Jeffrey DeClue (Appellant) appeals from the circuit court’s judgment for forfeiture of $1922 of his money under the Criminal Activities Forfeiture Act (CAFA) pursuant to Section 513.607 RSMo 1994 and the Narcotic Drug Act pursuant to Section 195.140.2(2) RSMo 1994. The money was found in Appellant’s billfold when he was booked at the Jefferson County Jail, after having been arrested on a drug related felony charge to which he eventually pled guilty. The State’s CAFA petition was submitted to the court by the parties under a written stipulation of facts. In rendering its judgment the court also took judicial notice, sua sponte, of its file in the underlying criminal case.

On appeal, Appellant argues that the trial court’s judgment was in error because (1) there was no evidence in the record to support the trial court’s finding that the money and controlled substance were ever “in close proximity,” so as to support the presumption of forfeitability under Section 195.140.2(2) RSMo, and (2) absent the presumption of forfeitability, there was no evidence in the record to support that anything more than $200 of the money was derived from, used or intended to be used in the underlying criminal activity.

The standard of review in a CAFA case is that of Murphy v.
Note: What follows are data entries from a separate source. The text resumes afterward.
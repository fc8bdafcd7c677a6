use std::sync::{Arc, Mutex};

use crate::app::Result;
use crate::domain::ArticleRecord;
use crate::pipeline::DedupSet;
use crate::staging::StagedWriter;

/// Outcome of offering a record to the sink.
#[derive(Debug, Clone, Copy, PartialEq, Eq)]
pub enum Offer {
    Accepted,
    Duplicate,
}

/// Where extractors emit records: claims the link in the shared dedup set
/// and stages the record as one step.
///
/// The emit lock is held across claim and append, so two concurrent offers
/// of the same link can never both pass the claim, and a record whose append
/// failed does not stay claimed.
pub struct RecordSink {
    dedup: Arc<DedupSet>,
    writer: Arc<StagedWriter>,
    emit: Mutex<()>,
}

impl RecordSink {
    pub fn new(dedup: Arc<DedupSet>, writer: Arc<StagedWriter>) -> Self {
        Self {
            dedup,
            writer,
            emit: Mutex::new(()),
        }
    }

    pub fn offer(&self, record: &ArticleRecord) -> Result<Offer> {
        let _emit = self.emit.lock().unwrap_or_else(|p| p.into_inner());

        if !self.dedup.try_claim(&record.link) {
            return Ok(Offer::Duplicate);
        }

        if let Err(e) = self.writer.append(record) {
            self.dedup.release(&record.link);
            return Err(e);
        }

        Ok(Offer::Accepted)
    }

    pub fn dedup(&self) -> &DedupSet {
        &self.dedup
    }

    pub fn writer(&self) -> &StagedWriter {
        &self.writer
    }
}
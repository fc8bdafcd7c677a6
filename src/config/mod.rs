//! Configuration management for newsreel.
//!
//! Configuration is read from `~/.config/newsreel/config.toml` at startup.
//! If the file doesn't exist, a default configuration with comments is created.

use crate::browser::BrowserConfig;
use crate::domain::Source;
use serde::Deserialize;
use std::fs;
use std::io::Write;
use std::path::{Path, PathBuf};

/// Main configuration struct.
#[derive(Debug, Clone, Default, Deserialize)]
#[serde(default)]
pub struct Config {
    pub browser: BrowserConfig,
    pub pipeline: PipelineConfig,
    pub sources: SourcesConfig,
}

#[derive(Debug, Clone, Deserialize)]
#[serde(default)]
pub struct PipelineConfig {
    /// Staging artifact; defaults to the data directory
    pub staging_path: Option<PathBuf>,

    /// Article database; defaults to the data directory
    pub database_path: Option<PathBuf>,

    /// Skip links the store already holds while crawling
    pub seed_from_store: bool,

    /// Merge the staging artifact at the end of `crawl`
    pub merge_after_crawl: bool,
}

impl Default for PipelineConfig {
    fn default() -> Self {
        Self {
            staging_path: None,
            database_path: None,
            seed_from_store: false,
            merge_after_crawl: true,
        }
    }
}

#[derive(Debug, Clone, Deserialize)]
#[serde(default)]
pub struct SourcesConfig {
    /// Sources to crawl, in order
    pub enabled: Vec<Source>,

    /// Overrides each source's per-page cap on accepted articles
    pub max_per_page: Option<usize>,
}

impl Default for SourcesConfig {
    fn default() -> Self {
        Self {
            enabled: Source::ALL.to_vec(),
            max_per_page: None,
        }
    }
}

impl Config {
    /// Load configuration from the default path.
    ///
    /// If the config file doesn't exist, creates a default one with comments.
    /// If the config file exists but is invalid, returns an error.
    /// Missing fields in the config file will use default values.
    pub fn load() -> Result<Self, ConfigError> {
        let config_path = Self::default_config_path()?;

        if !config_path.exists() {
            Self::create_default_config(&config_path)?;
            return Ok(Self::default());
        }

        Self::load_from(&config_path)
    }

    /// Load configuration from an explicit path, which must exist.
    pub fn load_from(path: &Path) -> Result<Self, ConfigError> {
        let content = fs::read_to_string(path).map_err(|e| ConfigError::Io {
            path: path.to_path_buf(),
            source: e,
        })?;

        toml::from_str(&content).map_err(|e| ConfigError::Parse {
            path: path.to_path_buf(),
            source: e,
        })
    }

    /// Get the default config file path: `~/.config/newsreel/config.toml`
    pub fn default_config_path() -> Result<PathBuf, ConfigError> {
        let config_dir = dirs::config_dir().ok_or(ConfigError::NoConfigDir)?;
        Ok(config_dir.join("newsreel").join("config.toml"))
    }

    /// Data directory for the database and staging files: `~/.local/share/newsreel`
    pub fn data_dir() -> Result<PathBuf, ConfigError> {
        let data_dir = dirs::data_dir().ok_or(ConfigError::NoDataDir)?;
        Ok(data_dir.join("newsreel"))
    }

    pub fn staging_path(&self) -> Result<PathBuf, ConfigError> {
        match self.pipeline.staging_path {
            Some(ref path) => Ok(path.clone()),
            None => Ok(Self::data_dir()?.join("staging").join("all_news_data.csv")),
        }
    }

    pub fn database_path(&self) -> Result<PathBuf, ConfigError> {
        match self.pipeline.database_path {
            Some(ref path) => Ok(path.clone()),
            None => Ok(Self::data_dir()?.join("newsreel.db")),
        }
    }

    /// Create a default config file with comments.
    fn create_default_config(path: &Path) -> Result<(), ConfigError> {
        if let Some(parent) = path.parent() {
            fs::create_dir_all(parent).map_err(|e| ConfigError::Io {
                path: parent.to_path_buf(),
                source: e,
            })?;
        }

        let mut file = fs::File::create(path).map_err(|e| ConfigError::Io {
            path: path.to_path_buf(),
            source: e,
        })?;

        file.write_all(Self::default_config_content().as_bytes())
            .map_err(|e| ConfigError::Io {
                path: path.to_path_buf(),
                source: e,
            })?;

        tracing::info!("Wrote default configuration to {}", path.display());
        Ok(())
    }

    /// Generate the default config file content with comments.
    fn default_config_content() -> String {
        r##"# newsreel configuration
#
# Sources: bbc, global, guardian, cbc, nytimes

[browser]
# Run browser in headless mode (no visible window)
headless = true

# Chrome/Chromium executable (auto-detected when unset)
# chrome_path = "/usr/bin/chromium"

# Page load timeout in seconds
navigation_timeout_secs = 30

# How long to wait for article elements on a page, in seconds
wait_timeout_secs = 15

# Wait time after page load for dynamic content (milliseconds)
wait_after_load_ms = 2000

# How long to look for a cookie/consent prompt (milliseconds)
consent_timeout_ms = 5000

# Connect to an already running browser instead of launching one
# (NEWSREEL_BROWSER_URL overrides this)
# remote_url = "http://localhost:9222"

# Connection attempts and pause between them when remote_url is set
connect_attempts = 10
connect_retry_ms = 2000

[pipeline]
# Staging artifact, rewritten on every crawl
# staging_path = "/tmp/all_news_data.csv"

# Article database
# database_path = "/var/lib/newsreel/newsreel.db"

# Skip articles already in the database while crawling
seed_from_store = false

# Merge staged articles into the database when a crawl finishes
merge_after_crawl = true

[sources]
# Sources to crawl, in order
enabled = ["bbc", "global", "guardian", "cbc", "nytimes"]

# Cap on new articles taken from each page (per-source defaults when unset)
# max_per_page = 60
"##
        .to_string()
    }
}

/// Configuration errors.
#[derive(Debug, thiserror::Error)]
pub enum ConfigError {
    #[error("Could not determine config directory")]
    NoConfigDir,

    #[error("Could not determine data directory")]
    NoDataDir,

    #[error("Failed to read/write config file at {path}: {source}")]
    Io {
        path: PathBuf,
        source: std::io::Error,
    },

    #[error("Failed to parse config file at {path}: {source}")]
    Parse {
        path: PathBuf,
        source: toml::de::Error,
    },
}
use chrono::{DateTime, Utc};
use serde::{Deserialize, Serialize};
use sha2::{Digest, Sha256};

/// One normalized article as extracted from a source page.
///
/// Optional fields use the empty string for "absent". `link` is the
/// canonical, absolute URL and the natural key of the record.
#[derive(Debug, Clone, PartialEq, Eq, Default, Serialize, Deserialize)]
pub struct ArticleRecord {
    /// Staged source label, e.g. `BBC`.
    pub source: String,
    pub section: String,
    pub headline: String,
    pub description: String,
    /// Timestamp text as displayed by the source; not parsed.
    pub time: String,
    pub category: String,
    pub link: String,
    pub image_link: String,
}

impl ArticleRecord {
    pub fn new(source: impl Into<String>, headline: impl Into<String>, link: impl Into<String>) -> Self {
        Self {
            source: source.into(),
            headline: headline.into(),
            link: link.into(),
            ..Default::default()
        }
    }

    /// Deterministic id derived from the canonical link
    pub fn id(&self) -> String {
        Self::generate_id(&self.link)
    }

    pub fn generate_id(link: &str) -> String {
        let mut hasher = Sha256::new();
        hasher.update(link.as_bytes());
        hex::encode(hasher.finalize())
    }

    /// Both required fields are present and the link is absolute.
    pub fn is_acceptable(&self) -> bool {
        !self.headline.trim().is_empty()
            && (self.link.starts_with("http://") || self.link.starts_with("https://"))
    }
}

/// An article as persisted by the store.
#[derive(Debug, Clone, Serialize, Deserialize)]
pub struct StoredArticle {
    pub id: String,
    pub record: ArticleRecord,
    pub first_seen_at: DateTime<Utc>,
}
Carron, 536 S.W.2d 30 (Mo. banc 1976). We thus will sustain the judgment of the trial court unless there is no substantial evidence to support it, it is against the weight of the evidence, or it erroneously declares or misapplies the law. State v. Beaird, 914 S.W.2d 374, 375-76 (Mo.App. S.D.1996). We cannot say the record here contained no evidence to support the trial court’s judgment because, although the stipulated facts are not supportive, the court also took judicial notice of its file in the underlying criminal case, and Appellant has failed to include any portion of that file in the record on appeal. It is Appellant’s duty to file a record on appeal that contains all the evidence necessary for determination of the questions presented for appellate review. Delf v. Cartwright, 651 S.W.2d 622, 624 (Mo.App. E.D.1983). Omissions in the record on appeal will be taken as unfavorable to an appellant and favorable to the judgment of the trial court. Id. No error of law appears. Further discussion would have no prece-dential value. The judgment is affirmed pursuant to Rule 84.16(b).